When it’s time to taste, Andrew brings up a stuffed chicken thigh with mushroom duxelle, which looks scrumptious. Gordon points out that Andrew’s pureed everything, thereby losing his perspective on the dish. In a cute turn of events, Andrew counters that his duxelle is not a puree, prompting Gordon to give Andrew his suit jacket and march him up to stand beside the other two judges. Gordon asks Graham how many purees are on the plate (three, including the duxelle). Then he asks Andrew how many. “I’ve recently learned it was three, chef,” Andrew admits. “Thank you. Duxelle is a dice, not a puree. Now give me my f—ing jacket back,” Gordon commands.
Taylor’s plate fails to impress, thanks to the inclusion of a “gummy” potato puree, and while Jill’s blueberry barbecue chicken does have good flavor, her scalloped potatoes don’t. Steven’s plate is overflowing with an array of foods, each of which should be an entire dish in its own right, Gordon says, but says the taste is great. Shelly’s mushroom kale chicken fritter blows away the judges.

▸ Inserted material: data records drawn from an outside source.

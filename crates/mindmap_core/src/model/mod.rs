//! Mind-map document model.
//!
//! # Responsibility
//! - Define the node/edge records shared by every core component.
//! - Hold the tree store snapshot and its forest invariant checks.
//! - Map snapshots to and from the persisted/transmitted document shape.
//!
//! # Invariants
//! - Node ids are unique and stable for the node lifetime.
//! - Edges are directed parent -> child and never form a cycle.
//! - At most one node is selected at a time.

pub mod document;
pub mod node;
pub mod snapshot;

Last up is the woman we haven’t seen before, who presents her chicken roulade stuffed with kale, bacon and mushrooms and a smear of gross chocolate mole sauce. Graham doesn’t pull punches. “Why did the chicken cross the road?” he asks. “To get me an apron,” she smiles. “No, to escape that s–t stain,” Graham corrects, while the aproned winners in the rafters cheer his diss. “It looks like the chicken’s plated on a diaper,” he astutely surmises.
All come forward for the apron ceremony. Diaper Chicken is sent packing, while Shelly gets the first apron and cries. Taylor is rejected a second time and Jill, Andrew and Steve anxiously wait to see who’ll win the final apron. It goes to Steve, who Gordon tells to smile, as he’s yet to do so the entire episode. Steve listens, beams broadly, and hugs the judges. And with that, we’ve got our cast for the season.
Who’s your favorite contestant so far? Who’ll be the first to cry? Think Steve’s food is so good, it’ll help people make babies?